Наряду с признанием достижений отдельных ученых Блауштайн критически оценивал процесс обучения философии, сравнивая его с методами своего учителя. В письме от 26 января 1928 г. он пишет: “Таким образом, ни один из известных мне здешних профессоров не умеет достигнуть на занятиях или семинарах нашего уровня. Этому две главные причины: профессора считают занятия чаще всего вторым изданием лекций и преимущественно сами говорят, а кроме того студентам не хватает чего-то вроде нашего просеминара, дающего органон для философской работы. Кроме того, участники часто не дозрели и не овладели основами. Лучше всего это еще выглядит на Institutskolokwium, которым руководит Кёлер в присутствии Вертхаймера и Левина. Тем не менее всюду люди рвутся высказаться и заинтересованность огромная. Аналогично и вне университета каждую неделю читаются философские лекции, о чем я знаю главным образом из афиш, в виду отсутствия времени на посещение этих собраний”.[6] Однако из письма от 6 января 1928 г. (К. 14. — 40) можно узнать, что 3 января Блауштайн принял участие в дискуссии по реферату работы Ленина “Материализм и эмпириокритицизм”. В дискуссии, которая вращалась главным образом вокруг вопроса о зависимости философских взглядов от экономических условий, выступали в основном коммунисты. “Я был удивлен — пишет Твардовскому в упоминаемом выше письме Блауштайн — их осведомленностью с различными идеалистическими направлениями в философии, а также острой иронией и демагогией выступающих. Однако им не хватало логической дисциплины и, конечно, дисциплины в дискуссии. [...] В дискуссии я ограничился логической и методологической критикой и указал, что утверждая причинную связь между отдельными философами и экономическими условиями, они пользуются не точными аналогиями, не удовлетворяющими методологическим условиям в том смысле, в каком ими пользуются при утверждении отношения причинности в естественных дисциплинах, на которые они без устали ссылаются как на главных свидетелей”. Далее Блауштайн отмечает, что тезис коммунистов о зависимости философии от экономических условий требует “индуктивного подтверждения путем изучения условий возникновения многих систем”. Его выступление — как пишет — было очень хорошо принято.

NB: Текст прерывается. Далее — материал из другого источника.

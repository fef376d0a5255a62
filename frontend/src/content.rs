//! Static copy for the landing page. The "AI" output shown in the demo is
//! canned text; nothing here is generated at runtime.

pub const HERO_WORDS: &[&str] = &["meetings", "lectures", "interviews", "podcasts", "stand-ups"];

pub struct Feature {
    pub icon: &'static str,
    pub title: &'static str,
    pub description: &'static str,
}

pub const FEATURES: &[Feature] = &[
    Feature {
        icon: "transcript",
        title: "Accurate transcripts",
        description: "Every word captured with timestamps you can click to jump back into the recording.",
    },
    Feature {
        icon: "summary",
        title: "Summaries that stick",
        description: "Key decisions, open questions and action items pulled out before you close the tab.",
    },
    Feature {
        icon: "speakers",
        title: "Speaker labels",
        description: "Know who said what, even when five people talk over each other.",
    },
    Feature {
        icon: "search",
        title: "Search everything",
        description: "Find that one number from last quarter's call in seconds.",
    },
    Feature {
        icon: "languages",
        title: "30+ languages",
        description: "Record in one language, read the notes in another.",
    },
    Feature {
        icon: "lock",
        title: "Private by default",
        description: "Recordings are encrypted at rest and never used to train anything.",
    },
];

pub struct Testimonial {
    pub quote: &'static str,
    pub author: &'static str,
    pub role: &'static str,
}

impl Testimonial {
    /// First letter of each word in the author's name, as shown on the avatar.
    pub fn initials(&self) -> String {
        self.author
            .split_whitespace()
            .filter_map(|word| word.chars().next())
            .flat_map(char::to_uppercase)
            .collect()
    }
}

pub const TESTIMONIALS: &[Testimonial] = &[
    Testimonial {
        quote: "I stopped taking notes in meetings. Noteflow does it better and I actually listen now.",
        author: "Priya Raman",
        role: "Product Lead, Lumen",
    },
    Testimonial {
        quote: "Our research interviews used to take a week to synthesise. Now it's an afternoon.",
        author: "Jonas Berg",
        role: "UX Researcher, Fjord Labs",
    },
    Testimonial {
        quote: "The action items alone saved our team an hour of follow-up emails every week.",
        author: "Amara Okafor",
        role: "Engineering Manager, Tessel",
    },
    Testimonial {
        quote: "I record every lecture and review the summary on the bus home. Game changer for exams.",
        author: "Leo Martins",
        role: "Medical Student",
    },
];

pub struct FaqEntry {
    pub question: &'static str,
    pub answer: &'static str,
}

pub const FAQ: &[FaqEntry] = &[
    FaqEntry {
        question: "What can I upload?",
        answer: "Any audio or video file up to two hours long: mp3, m4a, wav, mp4 and mov all work.",
    },
    FaqEntry {
        question: "How long does processing take?",
        answer: "Most recordings are ready in less than a quarter of their running time.",
    },
    FaqEntry {
        question: "Who can see my recordings?",
        answer: "Only you and the people you explicitly share a note with.",
    },
    FaqEntry {
        question: "Does it work with multiple speakers?",
        answer: "Yes. Speakers are separated automatically and you can rename them afterwards.",
    },
    FaqEntry {
        question: "Which languages are supported?",
        answer: "Over thirty, including English, Spanish, German, Japanese and Hindi.",
    },
    FaqEntry {
        question: "Can I export my notes?",
        answer: "Export to Markdown, PDF or straight into Notion and Google Docs.",
    },
    FaqEntry {
        question: "Is there a free plan?",
        answer: "Your first three hours of audio every month are free, no card required.",
    },
    FaqEntry {
        question: "Can I cancel anytime?",
        answer: "Yes. Plans are month to month and your notes stay yours after you leave.",
    },
];

pub struct DemoTab {
    pub label: &'static str,
    pub icon: &'static str,
    pub heading: &'static str,
    pub lines: &'static [&'static str],
}

pub const DEMO_TABS: &[DemoTab] = &[
    DemoTab {
        label: "Transcript",
        icon: "transcript",
        heading: "Weekly product sync",
        lines: &[
            "[00:00] Maya: Okay, let's start with the launch checklist.",
            "[00:07] Dev: Onboarding emails are done, analytics is still blocked on the new events.",
            "[00:15] Maya: Can we ship without the funnel dashboard?",
            "[00:19] Dev: Yes, as long as raw events are flowing we can backfill it.",
        ],
    },
    DemoTab {
        label: "Summary",
        icon: "summary",
        heading: "What happened",
        lines: &[
            "Launch checklist reviewed; onboarding emails complete.",
            "Analytics dashboard can follow the launch once raw events are live.",
            "Team agreed to keep the Thursday release date.",
        ],
    },
    DemoTab {
        label: "Action items",
        icon: "bolt",
        heading: "Next steps",
        lines: &[
            "Dev: verify raw event ingestion by Tuesday.",
            "Maya: confirm release notes with marketing.",
            "Both: short go/no-go check on Wednesday afternoon.",
        ],
    },
];

pub struct FooterLink {
    pub label: &'static str,
    pub href: &'static str,
}

pub const FOOTER_LINKS: &[FooterLink] = &[
    FooterLink { label: "Features", href: "#features" },
    FooterLink { label: "Demo", href: "#demo" },
    FooterLink { label: "FAQ", href: "#faq" },
];

pub const SOCIAL_LINKS: &[(&str, &str)] = &[
    ("github", "https://github.com/noteflow"),
    ("twitter", "https://x.com/noteflow"),
    ("linkedin", "https://www.linkedin.com/company/noteflow"),
];

#[cfg(test)]
mod tests {
    use super::*;
    use crate::icons;

    #[test]
    fn every_rotating_and_disclosing_list_is_non_empty() {
        assert!(!HERO_WORDS.is_empty());
        assert!(!TESTIMONIALS.is_empty());
        assert!(!FAQ.is_empty());
        assert!(!DEMO_TABS.is_empty());
    }

    #[test]
    fn content_icons_are_all_known() {
        let fallback = icons::glyph("");
        let names = FEATURES
            .iter()
            .map(|f| f.icon)
            .chain(DEMO_TABS.iter().map(|t| t.icon))
            .chain(SOCIAL_LINKS.iter().map(|(name, _)| *name));
        for name in names {
            assert_ne!(icons::glyph(name), fallback, "{name}");
        }
    }

    #[test]
    fn testimonial_initials_take_the_first_letter_of_each_name() {
        let initials: Vec<String> = TESTIMONIALS.iter().map(Testimonial::initials).collect();
        assert_eq!(initials, vec!["PR", "JB", "AO", "LM"]);
    }

    #[test]
    fn footer_links_stay_on_the_landing_page() {
        for link in FOOTER_LINKS {
            assert!(link.href.starts_with('#'), "{}", link.label);
        }
    }
}
use std::time::Duration;

/// Hero headline word cycle.
pub const WORD_ROTATION_PERIOD: Duration = Duration::from_millis(2_000);

pub const TESTIMONIAL_ROTATION_PERIOD: Duration = Duration::from_millis(5_000);

/// How long manual navigation keeps a rotation from advancing on its own.
pub const ROTATION_RESUME_DELAY: Duration = Duration::from_millis(10_000);

/// Scroll distance over which the hero overlay reaches full dimming.
pub const HERO_DIM_DISTANCE: f64 = 500.0;
pub const HERO_DIM_MAX: f64 = 0.6;
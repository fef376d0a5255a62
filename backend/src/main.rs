use anyhow::Context;
use dotenvy::dotenv;
use noteflow_backend::{build_router, ServerConfig};
use tokio::net::TcpListener;

#[tokio::main]
async fn main() -> anyhow::Result<()> {
    dotenv().ok();
    let config = ServerConfig::from_env()?;
    let _guard = config.sentry_dsn.as_deref().map(|dsn| {
        sentry::init((
            dsn,
            sentry::ClientOptions {
                release: sentry::release_name!(),
                ..Default::default()
            },
        ))
    });

    use tracing_subscriber::{fmt, EnvFilter};
    let filter = EnvFilter::try_from_default_env()
        .unwrap_or_else(|_| EnvFilter::new("info,noteflow_backend=debug,tower_http=debug"));
    fmt()
        .with_env_filter(filter)
        .with_target(true)
        .with_file(true)
        .with_line_number(true)
        .init();

    let app = build_router(&config);
    if !config.index_file().exists() {
        tracing::warn!(dir = %config.static_dir.display(), "index.html not found, run `trunk build` in frontend/");
    }

    tracing::info!("Starting server on port {}", config.port);
    let listener = TcpListener::bind(("0.0.0.0", config.port))
        .await
        .with_context(|| format!("failed to bind port {}", config.port))?;
    axum::serve(listener, app.into_make_service())
        .await
        .context("server exited with an error")?;
    Ok(())
}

Признание у Блауштайна в Германии вызвало окружение психологов-экспериментаторов. «Несмотря на сильный критицизм — писал он в письме к Твардовскому от 19 декабря 1927 г. (К 14. — 37) — эти люди работают с сознанием продвижения науки вперед и действительно это делают. Весьма старательно они отделяют “теоретические” утверждения от полученных “феноменологически” или экспериментально. Только стена, которая нас отделяет от остальных европейских ученых, приводит к тому, что нам не хватает столь необходимого чувства прогресса и что место этого чувства прогресса занимает деструктивный скептицизм.»

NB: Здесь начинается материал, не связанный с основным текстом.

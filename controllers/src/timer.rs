//! Timer seam used by the rotation controller.
//!
//! Handles returned by a [`TimerService`] cancel their timer when dropped, the
//! same contract `gloo_timers::callback::{Interval, Timeout}` follow in the
//! browser. [`VirtualTimers`] is a manual clock with that contract; time only
//! moves when [`VirtualTimers::advance`] is called.

use std::cell::RefCell;
use std::rc::{Rc, Weak};
use std::time::Duration;

pub trait TimerService {
    /// Dropping the handle cancels the timer.
    type Handle: 'static;

    fn every(&self, period: Duration, callback: Box<dyn FnMut()>) -> Self::Handle;

    fn after(&self, delay: Duration, callback: Box<dyn FnOnce()>) -> Self::Handle;
}

enum Callback {
    Repeating {
        period: Duration,
        run: Box<dyn FnMut()>,
    },
    Once(Box<dyn FnOnce()>),
}

struct Entry {
    id: u64,
    due: Duration,
    callback: Callback,
}

#[derive(Default)]
struct Schedule {
    now: Duration,
    next_id: u64,
    entries: Vec<Entry>,
    // id of the callback currently running, and whether its handle was dropped meanwhile
    firing: Option<(u64, bool)>,
}

impl Schedule {
    fn insert(&mut self, due: Duration, callback: Callback) -> u64 {
        let id = self.next_id;
        self.next_id += 1;
        self.entries.push(Entry { id, due, callback });
        id
    }

    fn take_due(&mut self, until: Duration) -> Option<Entry> {
        let position = self
            .entries
            .iter()
            .enumerate()
            .filter(|(_, entry)| entry.due <= until)
            .min_by_key(|(_, entry)| (entry.due, entry.id))
            .map(|(position, _)| position)?;
        let entry = self.entries.remove(position);
        self.now = entry.due;
        self.firing = Some((entry.id, false));
        Some(entry)
    }

    fn cancel(&mut self, id: u64) -> Vec<Entry> {
        if let Some((firing, cancelled)) = self.firing.as_mut() {
            if *firing == id {
                *cancelled = true;
            }
        }
        let (removed, kept): (Vec<Entry>, Vec<Entry>) = std::mem::take(&mut self.entries)
            .into_iter()
            .partition(|entry| entry.id == id);
        self.entries = kept;
        removed
    }
}

/// Deterministic single-threaded clock.
///
/// Timers due at the same instant fire in the order they were registered.
#[derive(Clone, Default)]
pub struct VirtualTimers {
    schedule: Rc<RefCell<Schedule>>,
}

pub struct VirtualHandle {
    id: u64,
    schedule: Weak<RefCell<Schedule>>,
}

impl Drop for VirtualHandle {
    fn drop(&mut self) {
        if let Some(schedule) = self.schedule.upgrade() {
            // removed callbacks are dropped after the borrow ends
            let removed = schedule.borrow_mut().cancel(self.id);
            drop(removed);
        }
    }
}

impl VirtualTimers {
    pub fn new() -> Self {
        Self::default()
    }

    pub fn now(&self) -> Duration {
        self.schedule.borrow().now
    }

    /// Number of timers that are still scheduled to fire.
    pub fn pending(&self) -> usize {
        self.schedule.borrow().entries.len()
    }

    /// Moves the clock forward by `by`, running every callback that falls due
    /// on the way, in expiry order.
    pub fn advance(&self, by: Duration) {
        let until = self.now() + by;
        loop {
            let next = self.schedule.borrow_mut().take_due(until);
            let Some(Entry { id, due, callback }) = next else {
                break;
            };
            match callback {
                Callback::Once(run) => {
                    run();
                    self.schedule.borrow_mut().firing = None;
                }
                Callback::Repeating { period, mut run } => {
                    run();
                    let mut schedule = self.schedule.borrow_mut();
                    let cancelled = matches!(schedule.firing.take(), Some((_, true)));
                    if !cancelled {
                        schedule.entries.push(Entry {
                            id,
                            due: due + period,
                            callback: Callback::Repeating { period, run },
                        });
                    }
                }
            }
        }
        self.schedule.borrow_mut().now = until;
    }

    fn handle(&self, id: u64) -> VirtualHandle {
        VirtualHandle {
            id,
            schedule: Rc::downgrade(&self.schedule),
        }
    }
}

impl TimerService for VirtualTimers {
    type Handle = VirtualHandle;

    fn every(&self, period: Duration, callback: Box<dyn FnMut()>) -> VirtualHandle {
        let period = period.max(Duration::from_millis(1));
        let id = {
            let mut schedule = self.schedule.borrow_mut();
            let due = schedule.now + period;
            schedule.insert(
                due,
                Callback::Repeating {
                    period,
                    run: callback,
                },
            )
        };
        self.handle(id)
    }

    fn after(&self, delay: Duration, callback: Box<dyn FnOnce()>) -> VirtualHandle {
        let id = {
            let mut schedule = self.schedule.borrow_mut();
            let due = schedule.now + delay;
            schedule.insert(due, Callback::Once(callback))
        };
        self.handle(id)
    }
}
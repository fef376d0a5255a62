use std::time::Duration;

use gloo_timers::callback::{Interval, Timeout};
use noteflow_controllers::TimerService;

/// Browser timers. The gloo handles clear their timer when dropped.
#[derive(Clone, Copy, Default)]
pub struct GlooTimers;

// Only held so their Drop runs.
#[allow(dead_code)]
pub enum GlooHandle {
    Interval(Interval),
    Timeout(Timeout),
}

fn millis(duration: Duration) -> u32 {
    u32::try_from(duration.as_millis()).unwrap_or(u32::MAX)
}

impl TimerService for GlooTimers {
    type Handle = GlooHandle;

    fn every(&self, period: Duration, callback: Box<dyn FnMut()>) -> GlooHandle {
        GlooHandle::Interval(Interval::new(millis(period), callback))
    }

    fn after(&self, delay: Duration, callback: Box<dyn FnOnce()>) -> GlooHandle {
        GlooHandle::Timeout(Timeout::new(millis(delay), callback))
    }
}
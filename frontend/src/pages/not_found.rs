use yew::prelude::*;
use yew_router::prelude::*;

use crate::components::Button;
use crate::Route;

#[function_component(NotFound)]
pub fn not_found() -> Html {
    let navigator = use_navigator();
    let go_home = Callback::from(move |_: MouseEvent| {
        if let Some(navigator) = &navigator {
            navigator.push(&Route::Landing);
        }
    });

    html! {
        <div class="not-found-page">
            <h1 class="not-found-code">{"404"}</h1>
            <p>{"This page wandered off mid-meeting."}</p>
            <Button icon="home" onclick={go_home}>{"Go home"}</Button>
        </div>
    }
}
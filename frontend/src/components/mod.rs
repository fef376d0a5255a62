pub mod button;
pub mod loading_spinner;

pub use button::{Button, ButtonVariant};
pub use loading_spinner::{LoadingSpinner, SpinnerSize};
use yew::prelude::*;

use crate::sections::{CallToAction, Demo, Faq, Features, Footer, Hero, Testimonials};

#[function_component(Landing)]
pub fn landing() -> Html {
    // Scroll to top only on initial mount
    {
        use_effect_with_deps(
            move |_| {
                if let Some(window) = web_sys::window() {
                    window.scroll_to_with_x_and_y(0.0, 0.0);
                }
                || ()
            },
            (),
        );
    }

    html! {
        <div class="landing-page">
            <Hero />
            <main>
                <Features />
                <Demo />
                <Testimonials />
                <Faq />
                <CallToAction />
            </main>
            <Footer />
        </div>
    }
}
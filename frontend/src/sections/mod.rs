pub mod cta;
pub mod demo;
pub mod faq;
pub mod features;
pub mod footer;
pub mod hero;
pub mod testimonials;

pub use cta::CallToAction;
pub use demo::Demo;
pub use faq::Faq;
pub use features::Features;
pub use footer::Footer;
pub use hero::Hero;
pub use testimonials::Testimonials;
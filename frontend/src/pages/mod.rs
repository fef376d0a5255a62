pub mod landing;
pub mod not_found;
pub mod upload;
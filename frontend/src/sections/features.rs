use yew::prelude::*;

use crate::content::{Feature, FEATURES};
use crate::icons::Icon;

fn feature_card(feature: &Feature) -> Html {
    html! {
        <article class="feature-card">
            <div class="feature-icon"><Icon name={feature.icon} /></div>
            <h3>{feature.title}</h3>
            <p>{feature.description}</p>
        </article>
    }
}

#[function_component(Features)]
pub fn features() -> Html {
    html! {
        <section id="features" class="features-section">
            <h2>{"Everything you need after the call ends"}</h2>
            <div class="feature-grid">
                { for FEATURES.iter().map(feature_card) }
            </div>
        </section>
    }
}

Это чувство подтолкнуло Блауштайна к мысли установить более тесные связи с немецкими учеными. К этой мысли он возвращался неоднократно в письмах к Твардовскому, информируя его о высказанных здесь предложениях по организации встречи немецких и польских философов поочередно в Польше и Берлине. Блауштайн предлагал свою помощь в дальнейших переговорах на эту тему.

Во время своего визита в Берлин Блауштайн окончательно отредактировал для печати рукопись докторской диссертации “Учение Гуссерля об акте, содержании и предмете представления”. Сделанные поправки — о чем он сообщал в письме к Твардовскому от 19 декабря 1927 г. (К. 14. — 37) — касались “позиции в вопросе психологического основания имагинативных воображений, которые могут быть только чувством наблюдения, иногда совместно с наблюдаемым воображением. К этому изменению я пришел [...] в связи с классификацией представлений и рад, что проф. Айдукевич именно в этом пункте и только в нем сделал замечание.”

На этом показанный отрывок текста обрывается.